Falling on Deaf Ears

A mother's instinct is usually right. This is my story of the battles, the appointments, the snide comments and coming out the other side. Oh, and anything else to do with life.

Getting Answers

on October 1, 2012

English: Speech-Language Pathology

Although my son had now been referred, the end of the road was certainly not close.

Within a week or two, we had a letter from Speech and Language Therapy(SALT) saying that we were to call up to make an appointment. I duly did so and my son was seen by SALT within a month of the referral.

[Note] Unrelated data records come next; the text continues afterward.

pub mod annotations;
pub mod collate;
pub mod dataloader;
pub mod dataset;
pub mod ocr;
pub mod transforms;

pub use annotations::{Annotation, TextOcrAnnotations};
pub use collate::{pad_batch, pad_boxes, Batch, PaddedBoxes};
pub use dataloader::{BatchIter, DetectionDataLoader, LoaderOptions};
pub use dataset::{split_by_scale, DatasetOptions, DetectionDataset, DetectionSample};
pub use ocr::{OcrLineDataset, OcrSample};
pub use transforms::{directory_stats, ChannelStats, Normalization, RandomRotation};
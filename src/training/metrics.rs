use serde::{Deserialize, Serialize};

use crate::boxes::BBox;
use crate::error::{DetectionError, Result};

/// Ground-truth boxes of one image that were found by the predictions.
#[derive(Debug, Clone, Copy, PartialEq, Eq, Default)]
pub struct MatchCount {
    pub found: usize,
    pub total: usize,
}

impl std::ops::AddAssign for MatchCount {
    fn add_assign(&mut self, rhs: Self) {
        self.found += rhs.found;
        self.total += rhs.total;
    }
}

/// Matches every ground-truth box to its best-overlapping prediction. A box
/// counts as found when that IoU is strictly greater than `iou_threshold`.
///
/// All-zero ground-truth rows are padding and are skipped, so an image
/// without boxes contributes `0 / 0`.
pub fn match_ground_truth(predictions: &[BBox], ground_truth: &[BBox], iou_threshold: f32) -> MatchCount {
    let mut count = MatchCount::default();
    for gt in ground_truth.iter().filter(|b| !b.is_zero()) {
        count.total += 1;
        let best = predictions
            .iter()
            .map(|p| p.iou(gt))
            .fold(0.0f32, f32::max);
        if best > iou_threshold {
            count.found += 1;
        }
    }
    count
}

#[derive(Debug, Clone, Copy, PartialEq, Serialize, Deserialize)]
pub struct EpochMetrics {
    /// Mean loss per image.
    pub loss: f32,
    /// Found / total ground-truth boxes, in `[0, 1]`.
    pub accuracy: f32,
    pub images: usize,
    pub boxes: usize,
}

/// Running loss and IoU-accuracy totals of one epoch. Batch losses are
/// weighted by the batch's image count so a short tail batch does not skew
/// the mean.
#[derive(Debug, Clone, Default)]
pub struct EpochAccumulator {
    loss_sum: f64,
    images: usize,
    matches: MatchCount,
    skipped: usize,
}

impl EpochAccumulator {
    pub fn new() -> Self {
        Self::default()
    }

    pub fn add_batch(&mut self, loss: f32, images: usize, matches: MatchCount) {
        self.loss_sum += loss as f64 * images as f64;
        self.images += images;
        self.matches += matches;
    }

    /// Records a batch dropped for a non-finite loss.
    pub fn skip_batch(&mut self) {
        self.skipped += 1;
    }

    pub fn skipped(&self) -> usize {
        self.skipped
    }

    pub fn images(&self) -> usize {
        self.images
    }

    /// Running mean loss, for progress display.
    pub fn mean_loss(&self) -> Option<f32> {
        (self.images > 0).then(|| (self.loss_sum / self.images as f64) as f32)
    }

    /// Divides once over the epoch totals; both must be non-zero.
    pub fn finish(&self, phase: &'static str) -> Result<EpochMetrics> {
        if self.images == 0 || self.matches.total == 0 {
            return Err(DetectionError::EmptyEpoch(phase));
        }
        Ok(EpochMetrics {
            loss: (self.loss_sum / self.images as f64) as f32,
            accuracy: self.matches.found as f32 / self.matches.total as f32,
            images: self.images,
            boxes: self.matches.total,
        })
    }
}

#[cfg(test)]
mod tests {
    use super::*;

    #[test]
    fn test_exact_half_iou_is_not_found() {
        // prediction covers half of the ground truth: IoU = 50 / 100
        let gt = BBox::new(0.0, 0.0, 10.0, 10.0);
        let pred = BBox::new(0.0, 0.0, 10.0, 5.0);
        assert!((pred.iou(&gt) - 0.5).abs() < 1e-6);

        let count = match_ground_truth(&[pred], &[gt], 0.5);
        assert_eq!(count, MatchCount { found: 0, total: 1 });

        let count = match_ground_truth(&[pred], &[gt], 0.49);
        assert_eq!(count, MatchCount { found: 1, total: 1 });
    }

    #[test]
    fn test_best_prediction_is_used() {
        let gts = [BBox::new(0.0, 0.0, 10.0, 10.0), BBox::new(50.0, 50.0, 60.0, 60.0)];
        let preds = [
            BBox::new(100.0, 100.0, 110.0, 110.0),
            BBox::new(0.5, 0.0, 10.0, 10.0),
        ];
        let count = match_ground_truth(&preds, &gts, 0.5);
        assert_eq!(count, MatchCount { found: 1, total: 2 });
    }

    #[test]
    fn test_padding_and_empty_images() {
        let gts = [BBox::new(0.0, 0.0, 4.0, 4.0), BBox::zero(), BBox::zero()];
        assert_eq!(match_ground_truth(&[], &gts, 0.5), MatchCount { found: 0, total: 1 });
        assert_eq!(
            match_ground_truth(&[BBox::new(0.0, 0.0, 4.0, 4.0)], &[BBox::zero()], 0.5),
            MatchCount::default()
        );
    }

    #[test]
    fn test_size_weighted_epoch() {
        let mut acc = EpochAccumulator::new();
        acc.add_batch(1.0, 4, MatchCount { found: 3, total: 4 });
        acc.add_batch(4.0, 1, MatchCount { found: 0, total: 0 });
        acc.add_batch(2.0, 1, MatchCount { found: 1, total: 4 });

        let metrics = acc.finish("test").unwrap();
        assert!((metrics.loss - 10.0 / 6.0).abs() < 1e-6);
        assert!((metrics.accuracy - 0.5).abs() < 1e-6);
        assert_eq!(metrics.images, 6);
        assert_eq!(metrics.boxes, 8);
    }

    #[test]
    fn test_empty_epoch_is_an_error() {
        assert!(matches!(
            EpochAccumulator::new().finish("validation"),
            Err(DetectionError::EmptyEpoch("validation"))
        ));

        let mut acc = EpochAccumulator::new();
        acc.add_batch(1.0, 2, MatchCount::default());
        assert!(acc.finish("validation").is_err());
        assert_eq!(acc.mean_loss(), Some(1.0));
    }
}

I waited patiently for Audiology, as he had also been referred there. A month went by, and we heard nothing. In that time, my son did seem to suffer a total hearing loss. It didn’t accompany a cold, but it was the week after mine and my fiance’s birthday party, where we had a live band. Again, I spoke to my friend with the deaf child, who said that more than a day or two was not a good sign. We went back to the doctors, saw a different doctor, who was going to refer him to Audiology. I said that there was no point, we were already waiting to hear from them. The doctor told us to not hold our breath.

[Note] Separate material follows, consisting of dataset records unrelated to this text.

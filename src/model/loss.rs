use burn::prelude::*;
use burn::tensor::activation::sigmoid;
use serde::{Deserialize, Serialize};

use crate::boxes::{best_anchor, encode_cell, AnchorSet, BBox};
use crate::clamp::ClampBoxCoords;
use crate::error::{DetectionError, Result};

/// Loss contract used by the training loop.
///
/// `predictions[s]` is the `[B, H, W, A, 5 + C]` head output of scale `s`,
/// `targets[s]` the zero-padded `[B, N, 4]` corner boxes (canvas pixels)
/// assigned to that scale, and `anchors.group(s)` its anchors.
pub trait DetectionLoss<B: Backend> {
    fn loss(
        &self,
        predictions: &[Tensor<B, 5>],
        targets: &[Tensor<B, 3>],
        anchors: &AnchorSet,
        canvas: usize,
    ) -> Result<Tensor<B, 1>>;
}

#[derive(Debug, Clone, Copy, PartialEq, Serialize, Deserialize)]
pub struct LossWeights {
    pub object: f32,
    pub no_object: f32,
    pub xy: f32,
    pub wh: f32,
    pub giou: f32,
}

impl Default for LossWeights {
    fn default() -> Self {
        Self {
            object: 1.0,
            no_object: 1.0,
            xy: 1.0,
            wh: 1.0,
            giou: 1.0,
        }
    }
}

/// Objectness BCE + masked coordinate regression + GIoU, summed over scales.
#[derive(Debug, Clone, Default)]
pub struct YoloLoss {
    pub weights: LossWeights,
}

/// Dense per-cell targets of one scale, built on the host.
struct ScaleTargets {
    dims: [usize; 4],
    mask: Vec<f32>,
    xy: [Vec<f32>; 2],
    wh: [Vec<f32>; 2],
    corners: [Vec<f32>; 4],
    assigned: usize,
}

impl YoloLoss {
    pub fn new(weights: LossWeights) -> Self {
        Self { weights }
    }

    fn build_targets(
        targets: &[f32],
        target_dims: [usize; 3],
        pred_dims: [usize; 5],
        group: &[[f32; 2]],
        canvas: usize,
    ) -> ScaleTargets {
        let [batch, grid, _, num_anchors, _] = pred_dims;
        let cell_size = canvas as f32 / grid as f32;
        let cells = batch * grid * grid * num_anchors;

        let mut t = ScaleTargets {
            dims: [batch, grid, grid, num_anchors],
            mask: vec![0.0; cells],
            xy: [vec![0.0; cells], vec![0.0; cells]],
            wh: [vec![0.0; cells], vec![0.0; cells]],
            corners: [vec![0.0; cells], vec![0.0; cells], vec![0.0; cells], vec![0.0; cells]],
            assigned: 0,
        };

        let boxes_per_image = target_dims[1];
        for (b, image_boxes) in targets.chunks_exact(4 * boxes_per_image.max(1)).enumerate() {
            if b >= batch || boxes_per_image == 0 {
                break;
            }
            for raw in image_boxes.chunks_exact(4) {
                let bbox = BBox::new(raw[0], raw[1], raw[2], raw[3]);
                if bbox.is_zero() || !bbox.is_valid() {
                    continue;
                }
                let center = bbox.to_center();

                let (anchor, _) = best_anchor(group, center.w, center.h);
                let (row, col, enc) = encode_cell(&center, group[anchor], cell_size, grid);

                let idx = ((b * grid + row) * grid + col) * num_anchors + anchor;
                if t.mask[idx] == 0.0 {
                    t.assigned += 1;
                }
                t.mask[idx] = 1.0;
                t.xy[0][idx] = enc[0];
                t.xy[1][idx] = enc[1];
                t.wh[0][idx] = enc[2];
                t.wh[1][idx] = enc[3];
                for (k, v) in bbox.to_array().into_iter().enumerate() {
                    t.corners[k][idx] = v;
                }
            }
        }
        t
    }

    fn scale_loss<B: Backend>(
        &self,
        pred: &Tensor<B, 5>,
        targets: &ScaleTargets,
        group: &[[f32; 2]],
        canvas: usize,
    ) -> Tensor<B, 1> {
        let device = pred.device();
        let dims = targets.dims;
        let [batch, grid, _, num_anchors] = dims;
        let cell_size = canvas as f32 / grid as f32;
        let host = |v: &[f32]| Tensor::<B, 4>::from_data(TensorData::new(v.to_vec(), dims), &device);
        let channel = |k: usize| {
            pred.clone()
                .slice([0..batch, 0..grid, 0..grid, 0..num_anchors, k..k + 1])
                .reshape(dims)
        };

        let mask = host(&targets.mask);
        let inverse_mask = mask.clone().neg().add_scalar(1.0);
        let positives = targets.assigned.max(1) as f32;
        let w = &self.weights;

        // objectness, averaged over every cell/anchor
        let logits = channel(4);
        let bce = bce_with_logits(logits, mask.clone());
        let obj_weight = mask.clone().mul_scalar(w.object) + inverse_mask.mul_scalar(w.no_object);
        let obj_loss = (bce * obj_weight).mean();

        // coordinate regression on assigned cells only
        let px = sigmoid(channel(0));
        let py = sigmoid(channel(1));
        let tw = channel(2);
        let th = channel(3);

        let xy_err = (px.clone() - host(&targets.xy[0])).powf_scalar(2.0)
            + (py.clone() - host(&targets.xy[1])).powf_scalar(2.0);
        let wh_err = (tw.clone() - host(&targets.wh[0])).powf_scalar(2.0)
            + (th.clone() - host(&targets.wh[1])).powf_scalar(2.0);
        let xy_loss = (xy_err * mask.clone()).sum().div_scalar(positives);
        let wh_loss = (wh_err * mask.clone()).sum().div_scalar(positives);

        // GIoU between decoded, canvas-clamped predictions and their targets
        let (grid_x, grid_y, anchor_w, anchor_h) = grid_tensors::<B>(dims, group, &device);
        let cx = (grid_x + px).mul_scalar(cell_size);
        let cy = (grid_y + py).mul_scalar(cell_size);
        let pw = anchor_w * tw.clamp(-10.0, 10.0).exp();
        let ph = anchor_h * th.clamp(-10.0, 10.0).exp();

        let clamp = ClampBoxCoords::canvas(canvas as f32);
        let x1 = clamp.forward(cx.clone() - pw.clone().div_scalar(2.0));
        let y1 = clamp.forward(cy.clone() - ph.clone().div_scalar(2.0));
        let x2 = clamp.forward(cx + pw.div_scalar(2.0));
        let y2 = clamp.forward(cy + ph.div_scalar(2.0));
        let giou = generalized_iou(
            [x1, y1, x2, y2],
            [
                host(&targets.corners[0]),
                host(&targets.corners[1]),
                host(&targets.corners[2]),
                host(&targets.corners[3]),
            ],
        );
        let giou_loss = (giou.neg().add_scalar(1.0) * mask).sum().div_scalar(positives);

        obj_loss
            + xy_loss.mul_scalar(w.xy)
            + wh_loss.mul_scalar(w.wh)
            + giou_loss.mul_scalar(w.giou)
    }
}

impl<B: Backend> DetectionLoss<B> for YoloLoss {
    fn loss(
        &self,
        predictions: &[Tensor<B, 5>],
        targets: &[Tensor<B, 3>],
        anchors: &AnchorSet,
        canvas: usize,
    ) -> Result<Tensor<B, 1>> {
        if predictions.len() != targets.len() {
            return Err(DetectionError::shape(
                "loss scales",
                format!("{} target groups", predictions.len()),
                targets.len(),
            ));
        }
        if predictions.is_empty() {
            return Err(DetectionError::shape("loss scales", "at least one scale", 0));
        }
        anchors.check_scales(predictions.len())?;

        let mut total: Option<Tensor<B, 1>> = None;
        for (scale, (pred, target)) in predictions.iter().zip(targets).enumerate() {
            let group = anchors.group(scale)?;
            let pred_dims = pred.dims();
            check_prediction_dims(pred_dims, group.len())?;

            let target_dims = target.dims();
            if target_dims[0] != pred_dims[0] || target_dims[2] != 4 {
                return Err(DetectionError::shape(
                    "loss targets",
                    format!("[{}, N, 4]", pred_dims[0]),
                    format!("{:?}", target_dims),
                ));
            }

            let values = target
                .clone()
                .into_data()
                .to_vec::<f32>()
                .map_err(|e| DetectionError::TensorData(format!("{:?}", e)))?;
            let scale_targets = Self::build_targets(&values, target_dims, pred_dims, group, canvas);
            log::debug!(
                "loss scale {}: grid {} assigned {}",
                scale,
                pred_dims[1],
                scale_targets.assigned
            );

            let scale_loss = self.scale_loss(pred, &scale_targets, group, canvas);
            total = Some(match total {
                Some(t) => t + scale_loss,
                None => scale_loss,
            });
        }

        total
            .map(|t| t.reshape([1]))
            .ok_or_else(|| DetectionError::shape("loss scales", "at least one scale", 0))
    }
}

/// Head outputs must be square grids whose anchor axis matches the group
/// size; the decode step relies on both.
pub fn check_prediction_dims(dims: [usize; 5], group_size: usize) -> Result<()> {
    let [_, grid_h, grid_w, num_anchors, entry] = dims;
    if grid_h != grid_w {
        return Err(DetectionError::shape(
            "prediction grid",
            "square grid",
            format!("{}x{}", grid_h, grid_w),
        ));
    }
    if num_anchors != group_size {
        return Err(DetectionError::shape("anchors per scale", group_size, num_anchors));
    }
    if entry < 5 {
        return Err(DetectionError::shape("prediction entry", ">= 5 values", entry));
    }
    Ok(())
}

/// Numerically stable `BCE(sigmoid(x), t)`.
fn bce_with_logits<B: Backend>(logits: Tensor<B, 4>, targets: Tensor<B, 4>) -> Tensor<B, 4> {
    let softplus = logits.clone().abs().neg().exp().add_scalar(1.0).log();
    logits.clone().clamp_min(0.0) - logits * targets + softplus
}

fn grid_tensors<B: Backend>(
    dims: [usize; 4],
    group: &[[f32; 2]],
    device: &B::Device,
) -> (Tensor<B, 4>, Tensor<B, 4>, Tensor<B, 4>, Tensor<B, 4>) {
    let [batch, grid, _, num_anchors] = dims;
    let cells = batch * grid * grid * num_anchors;
    let mut gx = Vec::with_capacity(cells);
    let mut gy = Vec::with_capacity(cells);
    let mut aw = Vec::with_capacity(cells);
    let mut ah = Vec::with_capacity(cells);
    for _ in 0..batch {
        for row in 0..grid {
            for col in 0..grid {
                for anchor in group.iter().take(num_anchors) {
                    gx.push(col as f32);
                    gy.push(row as f32);
                    aw.push(anchor[0]);
                    ah.push(anchor[1]);
                }
            }
        }
    }
    let make = |v: Vec<f32>| Tensor::<B, 4>::from_data(TensorData::new(v, dims), device);
    (make(gx), make(gy), make(aw), make(ah))
}

fn generalized_iou<B: Backend>(pred: [Tensor<B, 4>; 4], target: [Tensor<B, 4>; 4]) -> Tensor<B, 4> {
    let [px1, py1, px2, py2] = pred;
    let [tx1, ty1, tx2, ty2] = target;

    let inter_w = (px2.clone().min_pair(tx2.clone()) - px1.clone().max_pair(tx1.clone())).clamp_min(0.0);
    let inter_h = (py2.clone().min_pair(ty2.clone()) - py1.clone().max_pair(ty1.clone())).clamp_min(0.0);
    let inter = inter_w * inter_h;

    let pred_area = (px2.clone() - px1.clone()).clamp_min(0.0) * (py2.clone() - py1.clone()).clamp_min(0.0);
    let target_area = (tx2.clone() - tx1.clone()) * (ty2.clone() - ty1.clone());
    let union = pred_area + target_area - inter.clone();

    let hull_w = px2.max_pair(tx2) - px1.min_pair(tx1);
    let hull_h = py2.max_pair(ty2) - py1.min_pair(ty1);
    let hull = (hull_w * hull_h).add_scalar(1e-6);

    let iou = inter / union.clone().add_scalar(1e-6);
    iou - (hull.clone() - union).div(hull)
}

Starting to feel stressed out, and wanting answers, I got the number for Audiology. I spoke to a lovely lady on reception, who hadn’t heard of my son. I called my GP surgery. They had referred him, at the same time as SALT. I called Audiology back. My son needed to be re-referred – referring for SALT and Audiology on one form was the problem. It seems the two disciplines don’t communicate very well. The lady at Audiology spoke to my GP Surgery, and it was all sorted. So I thought.

 

In the meantime, my son had his first SALT appointment. This was the start of the journey back to sanity. I was told that his speech was spot on for his age, but his understanding and comprehension needed further assessment. Phew! I was right. Something wasn’t quite right with my son. I wasn’t happy something was wrong, but I was happy now that I finally felt listened to.

 

It’s a strange feeling. When you want your child to be okay, but are convinced something is wrong, and finally you get told you are right. Being happy is not the right way to describe it. But we can’t change what is happening. Getting help was what we needed. And to get the right help, we needed answers.